I think I want a positve bus bar and a negative busbar, mounted in the back or base of the box. (pic of the attachments at back of switch panels attached)


Q1) Will two of these do the trick? 100Amp BusBar 2 M6 Studs 12 M4 Screws Terminals with Cover Kit Bus Bars Ground Distribution Blocks: Amazon.co.uk: Sports & Outdoors

Or are smaller ones and just attach a couple of wires to each screw, but if so would I lose both devices if a fuse blows on one switch? I don't think I do , but want to be sure.

I understand that I basically bring the wires from all my various devices into the box, and run the pos wire for each one to a separate screw in the pos busbar, and run the neg wire of each device to the corresponding screw on the neg bus bar. Then I take a short length from each pos screw to the pos connection at the relevant fuse in the panel, and repeat the same with a short length from each neg busbar screw to the neg connection at the relevant switch in the panel.( Currently there is a short length of pigtail on these neg connections which I just remove and chuck.)

My pos battery cable will come into the box and attach to a stud on the pos bus bar, a neg battery cable will run from a stud on the neg bus bar back to the battery.

What I don't have clear is exactly how the busbars and the switch panels are connected.

So Q2) is, should I run two lengths of pos battery cable from the other stud on the pos busbar, one to each switch panel? And then the same with 2 lengths of neg battery cable attached to the other stud on the neg busbar, with one cable to the neg connection on each switch panel?

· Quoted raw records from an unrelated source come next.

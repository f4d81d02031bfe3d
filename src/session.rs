//////////////////////////
// session.rs
//////////////////////////

use rand::Rng;
use serde::Serialize;
use tracing::{debug, info, warn};

use crate::ai::RandomAi;
use crate::board::Board;
use crate::check::king_in_check;
use crate::config::SessionConfig;
use crate::error::MoveError;
use crate::evaluator::evaluate;
use crate::legal::{is_last_rank, is_legal, legal_destinations};
use crate::types::*;

/// Identifies one scheduled computer turn. A restart bumps `generation` and
/// every commit bumps `turn`, so a ticket outlived by either is stale.
#[derive(Debug, Clone, Copy, PartialEq, Eq, Hash, Serialize)]
pub struct AiTicket {
    pub generation: u64,
    pub turn: u32,
}

#[derive(Debug, Clone, Copy, PartialEq, Eq, Serialize)]
pub struct MoveRecord {
    pub mv: Move,
    pub piece: Piece,
    pub captured: Option<Piece>,
    pub promoted_to: Option<PieceKind>,
}

/// Notifications for a display/sound layer, drained with
/// [`Session::drain_events`].
#[derive(Debug, Clone, PartialEq, Eq, Serialize)]
pub enum GameEvent {
    Moved(MoveRecord),
    PromotionRequired { at: Position },
    Check(Color),
    GameOver { status: Status, message: String },
    Restarted,
}

#[derive(Debug, Clone, PartialEq, Eq)]
pub struct MoveOutcome {
    pub accepted: bool,
    pub status: Status,
    pub rejection: Option<MoveError>,
    /// Set by [`Session::request_move`] when the pawn needs a promotion
    /// choice before the move can be committed.
    pub promotion_required: bool,
    /// Present when the computer should answer next.
    pub ai_turn: Option<AiTicket>,
}

impl MoveOutcome {
    fn rejected(status: Status, error: MoveError) -> Self {
        MoveOutcome {
            accepted: false,
            status,
            rejection: Some(error),
            promotion_required: false,
            ai_turn: None,
        }
    }
}

/// One game in process memory: the board plus whose turn it is and whether
/// the game has ended. All changes go through the move methods or
/// [`Session::restart`].
#[derive(Debug, Clone)]
pub struct Session {
    board: Board,
    current_player: Color,
    status: Status,
    game_over: bool,
    mode: GameMode,
    computer_color: Color,
    difficulty: Option<Difficulty>,
    generation: u64,
    turn: u32,
    pending_promotion: Option<Move>,
    history: Vec<MoveRecord>,
    events: Vec<GameEvent>,
}

impl Session {
    pub fn new(mode: GameMode) -> Self {
        Self::with_config(&SessionConfig::new(mode))
    }

    pub fn with_config(config: &SessionConfig) -> Self {
        let mut session = Self::from_position(Board::new(), Color::White, config.mode);
        session.computer_color = config.computer_color;
        session.difficulty = config.difficulty;
        session
    }

    /// Starts from an arbitrary position with `current_player` to move. The
    /// status is evaluated straight away, so a mated or stalemated position
    /// yields a finished session.
    pub fn from_position(board: Board, current_player: Color, mode: GameMode) -> Self {
        if let Err(e) = board.validate() {
            warn!(error = %e, "session created from a board that breaks the king contract");
        }
        let status = evaluate(&board, current_player);
        Session {
            board,
            current_player,
            status,
            game_over: status.is_terminal(),
            mode,
            computer_color: Color::Black,
            difficulty: None,
            generation: 0,
            turn: 0,
            pending_promotion: None,
            history: Vec::new(),
            events: Vec::new(),
        }
    }

    pub fn board(&self) -> &Board {
        &self.board
    }

    pub fn current_player(&self) -> Color {
        self.current_player
    }

    pub fn status(&self) -> Status {
        self.status
    }

    pub fn is_game_over(&self) -> bool {
        self.game_over
    }

    pub fn mode(&self) -> GameMode {
        self.mode
    }

    pub fn computer_color(&self) -> Color {
        self.computer_color
    }

    pub fn set_computer_color(&mut self, color: Color) {
        self.computer_color = color;
    }

    pub fn difficulty(&self) -> Option<Difficulty> {
        self.difficulty
    }

    pub fn set_difficulty(&mut self, difficulty: Option<Difficulty>) {
        self.difficulty = difficulty;
    }

    pub fn generation(&self) -> u64 {
        self.generation
    }

    pub fn history(&self) -> &[MoveRecord] {
        &self.history
    }

    pub fn pending_promotion(&self) -> Option<Move> {
        self.pending_promotion
    }

    /// Status line for a display layer.
    pub fn status_text(&self) -> String {
        self.status.describe(self.current_player)
    }

    /// The side to move's king square while it is in check.
    pub fn checked_king(&self) -> Option<Position> {
        king_in_check(&self.board, self.current_player)
    }

    pub fn is_computer_turn(&self) -> bool {
        self.mode == GameMode::HumanVsComputer && self.current_player == self.computer_color
    }

    /// Where the piece on `from` may go. Empty whenever the session would
    /// refuse a human move from that square.
    pub fn legal_destinations(&self, from: Position) -> Vec<Position> {
        if self.game_over
            || self.pending_promotion.is_some()
            || self.is_computer_turn()
            || !from.is_within_bounds()
        {
            return Vec::new();
        }
        match self.board.piece_at(from) {
            Some(p) if p.color == self.current_player => legal_destinations(&self.board, from),
            _ => Vec::new(),
        }
    }

    /// Ticket for a computer turn that is due right now, e.g. when the
    /// computer plays White and the game has just started.
    pub fn pending_ai_turn(&self) -> Option<AiTicket> {
        (!self.game_over && self.is_computer_turn()).then_some(self.ticket())
    }

    /// One-shot human move. A pawn reaching the far rank becomes `promotion`
    /// when that is a queen, rook, bishop or knight, otherwise a queen.
    pub fn apply_move(
        &mut self,
        from: Position,
        to: Position,
        promotion: Option<PieceKind>,
    ) -> MoveOutcome {
        if self.is_computer_turn() && !self.game_over {
            debug!(%from, %to, "rejected: computer's turn");
            return MoveOutcome::rejected(self.status, MoveError::ComputerTurn);
        }
        self.commit(from, to, promotion)
    }

    /// First phase of a two-phase move. Commits like [`Session::apply_move`]
    /// unless a pawn would reach the far rank, in which case the move is
    /// held until [`Session::complete_promotion`] supplies the piece.
    pub fn request_move(&mut self, from: Position, to: Position) -> MoveOutcome {
        if self.is_computer_turn() && !self.game_over {
            return MoveOutcome::rejected(self.status, MoveError::ComputerTurn);
        }
        let piece = match self.validate(from, to) {
            Ok(piece) => piece,
            Err(e) => return self.reject(from, to, e),
        };
        if piece.kind == PieceKind::Pawn && is_last_rank(to) {
            self.pending_promotion = Some(Move::new(from, to));
            self.events.push(GameEvent::PromotionRequired { at: to });
            return MoveOutcome {
                accepted: false,
                status: self.status,
                rejection: None,
                promotion_required: true,
                ai_turn: None,
            };
        }
        self.commit(from, to, None)
    }

    /// Second phase: finishes the held move. Unknown choices become a queen.
    pub fn complete_promotion(&mut self, choice: &str) -> MoveOutcome {
        let pending = match self.pending_promotion.take() {
            Some(mv) => mv,
            None => return MoveOutcome::rejected(self.status, MoveError::NoPendingPromotion),
        };
        let kind = PieceKind::promotion_from_str(choice);
        self.commit(pending.from, pending.to, Some(kind))
    }

    pub fn cancel_promotion(&mut self) {
        self.pending_promotion = None;
    }

    /// Plays the computer's move for `ticket`. Returns `None` without
    /// touching anything when the ticket is stale, the game is over, or the
    /// computer has no move.
    pub fn play_ai_turn<R: Rng + ?Sized>(
        &mut self,
        ticket: AiTicket,
        rng: &mut R,
    ) -> Option<MoveOutcome> {
        if ticket != self.ticket() {
            warn!(?ticket, current = ?self.ticket(), "ignoring stale ai turn");
            return None;
        }
        if self.game_over || !self.is_computer_turn() {
            return None;
        }
        let mv = RandomAi::new().choose_move(&self.board, self.current_player, rng)?;
        info!(mv = %mv, color = %self.current_player, "computer plays");
        Some(self.commit(mv.from, mv.to, mv.promotion))
    }

    /// Fresh board, White to move. Any outstanding AI ticket goes stale.
    pub fn restart(&mut self) {
        self.board.initialize();
        self.current_player = Color::White;
        self.status = Status::Ongoing;
        self.game_over = false;
        self.generation += 1;
        self.turn = 0;
        self.pending_promotion = None;
        self.history.clear();
        self.events.push(GameEvent::Restarted);
        info!(generation = self.generation, "session restarted");
    }

    pub fn drain_events(&mut self) -> Vec<GameEvent> {
        std::mem::take(&mut self.events)
    }

    fn ticket(&self) -> AiTicket {
        AiTicket {
            generation: self.generation,
            turn: self.turn,
        }
    }

    fn validate(&self, from: Position, to: Position) -> Result<Piece, MoveError> {
        if self.game_over {
            return Err(MoveError::GameOver);
        }
        if self.pending_promotion.is_some() {
            return Err(MoveError::PromotionPending);
        }
        if !from.is_within_bounds() || !to.is_within_bounds() {
            return Err(MoveError::IllegalMove { from, to });
        }
        let piece = self
            .board
            .piece_at(from)
            .ok_or(MoveError::NoPieceAtSource(from))?;
        if piece.color != self.current_player {
            return Err(MoveError::WrongColor(piece.color));
        }
        if !is_legal(&self.board, from, to) {
            return Err(MoveError::IllegalMove { from, to });
        }
        Ok(piece)
    }

    fn commit(&mut self, from: Position, to: Position, promotion: Option<PieceKind>) -> MoveOutcome {
        match self.try_commit(from, to, promotion) {
            Ok(()) => MoveOutcome {
                accepted: true,
                status: self.status,
                rejection: None,
                promotion_required: false,
                ai_turn: self.pending_ai_turn(),
            },
            Err(e) => self.reject(from, to, e),
        }
    }

    fn reject(&self, from: Position, to: Position, error: MoveError) -> MoveOutcome {
        if error == MoveError::GameOver {
            warn!(%from, %to, "move attempted after the game ended");
        } else {
            debug!(%from, %to, error = %error, "move rejected");
        }
        MoveOutcome::rejected(self.status, error)
    }

    fn try_commit(
        &mut self,
        from: Position,
        to: Position,
        promotion: Option<PieceKind>,
    ) -> Result<(), MoveError> {
        let piece = self.validate(from, to)?;
        let captured = self.board.move_piece(from, to);

        let mut promoted_to = None;
        if piece.kind == PieceKind::Pawn && is_last_rank(to) {
            let kind = PieceKind::promotion_or_queen(promotion);
            self.board.place(
                to,
                Some(Piece {
                    kind,
                    color: piece.color,
                    has_moved: true,
                }),
            );
            promoted_to = Some(kind);
        }

        let record = MoveRecord {
            mv: Move {
                from,
                to,
                promotion: promoted_to,
            },
            piece,
            captured,
            promoted_to,
        };
        debug!(mv = %record.mv, capture = captured.is_some(), "move committed");
        self.history.push(record);
        self.events.push(GameEvent::Moved(record));

        self.current_player = self.current_player.opposite();
        self.turn += 1;
        self.status = evaluate(&self.board, self.current_player);
        self.game_over = self.status.is_terminal();

        match self.status {
            Status::Check(color) => self.events.push(GameEvent::Check(color)),
            status if status.is_terminal() => {
                let message = status.describe(self.current_player);
                info!(%message, "game over");
                self.events.push(GameEvent::GameOver { status, message });
            }
            _ => {}
        }
        Ok(())
    }
}
//////////////////////////
// check.rs
//////////////////////////

use crate::board::Board;
use crate::rules::is_pseudo_legal;
use crate::types::*;

/// First king of `color` in row-major order. Callers keep kings unique.
pub fn find_king(board: &Board, color: Color) -> Option<Position> {
    board
        .pieces_of(color)
        .find(|(_, p)| p.kind == PieceKind::King)
        .map(|(pos, _)| pos)
}

/// True if any piece of `by` could move onto `pos` by its movement rules.
pub fn is_square_attacked(board: &Board, pos: Position, by: Color) -> bool {
    board
        .pieces_of(by)
        .any(|(from, _)| is_pseudo_legal(board, from, pos))
}

/// Where `color`'s king stands if it is attacked, `None` if it is safe or
/// missing.
pub fn king_in_check(board: &Board, color: Color) -> Option<Position> {
    let king = find_king(board, color)?;
    is_square_attacked(board, king, color.opposite()).then_some(king)
}
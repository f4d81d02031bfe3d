//////////////////////////
// types.rs
//////////////////////////

use serde::{Deserialize, Serialize};
use std::fmt;
use std::str::FromStr;

use crate::error::ParseError;

#[derive(Debug, Clone, Copy, PartialEq, Eq, Hash, Serialize, Deserialize)]
#[serde(rename_all = "lowercase")]
pub enum PieceKind {
    Pawn,
    Knight,
    Bishop,
    Rook,
    Queen,
    King,
}

impl PieceKind {
    /// Kinds a pawn may become on the far rank.
    pub const PROMOTIONS: [PieceKind; 4] = [
        PieceKind::Queen,
        PieceKind::Rook,
        PieceKind::Bishop,
        PieceKind::Knight,
    ];

    /// Resolves a promotion request. Anything outside queen/rook/bishop/knight,
    /// including no request at all, becomes a queen.
    pub fn promotion_or_queen(requested: Option<PieceKind>) -> PieceKind {
        match requested {
            Some(kind) if Self::PROMOTIONS.contains(&kind) => kind,
            _ => PieceKind::Queen,
        }
    }

    /// Same as [`PieceKind::promotion_or_queen`] but for free text such as
    /// "knight", "N" or "rook ".
    pub fn promotion_from_str(choice: &str) -> PieceKind {
        Self::promotion_or_queen(choice.parse().ok())
    }

    pub fn letter(&self) -> char {
        match self {
            PieceKind::Pawn => 'p',
            PieceKind::Knight => 'n',
            PieceKind::Bishop => 'b',
            PieceKind::Rook => 'r',
            PieceKind::Queen => 'q',
            PieceKind::King => 'k',
        }
    }
}

impl FromStr for PieceKind {
    type Err = ParseError;

    fn from_str(s: &str) -> Result<Self, Self::Err> {
        match s.trim().to_ascii_lowercase().as_str() {
            "p" | "pawn" => Ok(PieceKind::Pawn),
            "n" | "knight" => Ok(PieceKind::Knight),
            "b" | "bishop" => Ok(PieceKind::Bishop),
            "r" | "rook" => Ok(PieceKind::Rook),
            "q" | "queen" => Ok(PieceKind::Queen),
            "k" | "king" => Ok(PieceKind::King),
            other => Err(ParseError::PieceKind(other.to_string())),
        }
    }
}

impl fmt::Display for PieceKind {
    fn fmt(&self, f: &mut fmt::Formatter<'_>) -> fmt::Result {
        let name = match self {
            PieceKind::Pawn => "pawn",
            PieceKind::Knight => "knight",
            PieceKind::Bishop => "bishop",
            PieceKind::Rook => "rook",
            PieceKind::Queen => "queen",
            PieceKind::King => "king",
        };
        f.write_str(name)
    }
}

#[derive(Debug, Clone, Copy, PartialEq, Eq, Hash, Serialize, Deserialize)]
#[serde(rename_all = "lowercase")]
pub enum Color {
    White,
    Black,
}

impl Color {
    pub fn opposite(&self) -> Color {
        match self {
            Color::White => Color::Black,
            Color::Black => Color::White,
        }
    }

    /// Row delta of a forward pawn step. White advances toward row 0.
    pub fn pawn_direction(&self) -> i32 {
        match self {
            Color::White => -1,
            Color::Black => 1,
        }
    }
}

impl fmt::Display for Color {
    fn fmt(&self, f: &mut fmt::Formatter<'_>) -> fmt::Result {
        match self {
            Color::White => write!(f, "White"),
            Color::Black => write!(f, "Black"),
        }
    }
}

#[derive(Clone, Copy, Debug, PartialEq, Eq, Hash, Serialize, Deserialize)]
pub struct Piece {
    pub kind: PieceKind,
    pub color: Color,
    pub has_moved: bool,
}

impl Piece {
    pub fn new(kind: PieceKind, color: Color) -> Self {
        Piece {
            kind,
            color,
            has_moved: false,
        }
    }

    /// Uppercase for White, lowercase for Black.
    pub fn symbol(&self) -> char {
        match self.color {
            Color::White => self.kind.letter().to_ascii_uppercase(),
            Color::Black => self.kind.letter(),
        }
    }
}

/// A square on the 8x8 board. Row 0 is Black's back rank (rank 8),
/// row 7 is White's (rank 1).
#[derive(Clone, Copy, Debug, PartialEq, Eq, Hash, PartialOrd, Ord, Serialize, Deserialize)]
pub struct Position {
    pub row: usize,
    pub col: usize,
}

impl Position {
    pub const fn new(row: usize, col: usize) -> Self {
        Position { row, col }
    }

    pub fn is_within_bounds(&self) -> bool {
        self.row < 8 && self.col < 8
    }

    /// Offsets the square, returning `None` when it would leave the board.
    pub fn offset(&self, d_row: i32, d_col: i32) -> Option<Position> {
        let row = self.row as i32 + d_row;
        let col = self.col as i32 + d_col;
        if (0..8).contains(&row) && (0..8).contains(&col) {
            Some(Position::new(row as usize, col as usize))
        } else {
            None
        }
    }

    /// All 64 squares in row-major order.
    pub fn all() -> impl Iterator<Item = Position> {
        (0..8).flat_map(|row| (0..8).map(move |col| Position::new(row, col)))
    }
}

impl FromStr for Position {
    type Err = ParseError;

    fn from_str(s: &str) -> Result<Self, Self::Err> {
        let chars: Vec<char> = s.trim().chars().collect();
        if chars.len() != 2 {
            return Err(ParseError::Square(s.to_string()));
        }
        let col = match chars[0].to_ascii_lowercase() {
            c @ 'a'..='h' => (c as u8 - b'a') as usize,
            _ => return Err(ParseError::Square(s.to_string())),
        };
        let row = match chars[1] {
            r @ '1'..='8' => 8 - (r as u8 - b'0') as usize,
            _ => return Err(ParseError::Square(s.to_string())),
        };
        Ok(Position::new(row, col))
    }
}

impl fmt::Display for Position {
    fn fmt(&self, f: &mut fmt::Formatter<'_>) -> fmt::Result {
        let file = (self.col as u8 + b'a') as char;
        write!(f, "{}{}", file, 8 - self.row)
    }
}

/// A move request. It only changes the board once it passes legality.
#[derive(Clone, Copy, Debug, PartialEq, Eq, Hash, Serialize, Deserialize)]
pub struct Move {
    pub from: Position,
    pub to: Position,
    pub promotion: Option<PieceKind>,
}

impl Move {
    pub fn new(from: Position, to: Position) -> Self {
        Move {
            from,
            to,
            promotion: None,
        }
    }

    pub fn with_promotion(mut self, kind: PieceKind) -> Self {
        self.promotion = Some(kind);
        self
    }
}

impl fmt::Display for Move {
    fn fmt(&self, f: &mut fmt::Formatter<'_>) -> fmt::Result {
        write!(f, "{}{}", self.from, self.to)?;
        if let Some(kind) = self.promotion {
            write!(f, "{}", kind.letter())?;
        }
        Ok(())
    }
}

#[derive(Debug, Clone, Copy, PartialEq, Eq, Default, Serialize, Deserialize)]
#[serde(rename_all = "kebab-case")]
pub enum GameMode {
    #[default]
    HumanVsHuman,
    HumanVsComputer,
}

/// Difficulty requested by the menu layer. Stored with the session, never
/// consulted by move selection.
#[derive(Debug, Clone, Copy, PartialEq, Eq, Serialize, Deserialize)]
#[serde(rename_all = "lowercase")]
pub enum Difficulty {
    Easy,
    Medium,
    Hard,
}

impl FromStr for Difficulty {
    type Err = ParseError;

    fn from_str(s: &str) -> Result<Self, Self::Err> {
        match s.trim().to_ascii_lowercase().as_str() {
            "easy" => Ok(Difficulty::Easy),
            "medium" => Ok(Difficulty::Medium),
            "hard" => Ok(Difficulty::Hard),
            other => Err(ParseError::Difficulty(other.to_string())),
        }
    }
}

#[derive(Debug, Clone, Copy, PartialEq, Eq, Serialize, Deserialize)]
pub enum Status {
    Ongoing,
    /// The given side is in check and has at least one legal reply.
    Check(Color),
    Checkmate { winner: Color },
    Stalemate,
}

impl Status {
    pub fn is_terminal(&self) -> bool {
        matches!(self, Status::Checkmate { .. } | Status::Stalemate)
    }

    /// Status line for a display layer, given the side to move.
    pub fn describe(&self, current_player: Color) -> String {
        match self {
            Status::Ongoing => format!("{}'s Turn", current_player),
            Status::Check(color) => format!("CHECK – {} King in danger", color),
            Status::Checkmate { winner } => format!("CHECKMATE – {} Wins", winner),
            Status::Stalemate => "STALEMATE – Draw".to_string(),
        }
    }
}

This is how I think it should go, but someone mentioned dasiychaining the two switch panels together, is that an alternative method and how exactly would I do that, if my idea above is incorrect?

Or in fact, as long as there is a cable from batt to pos busbar and another from neg busbar back to batt, will that suffice as all the individual device wires between the busbars and switch panels will make the circuit as they are switched on? This is actually where I have been confusing myself I think.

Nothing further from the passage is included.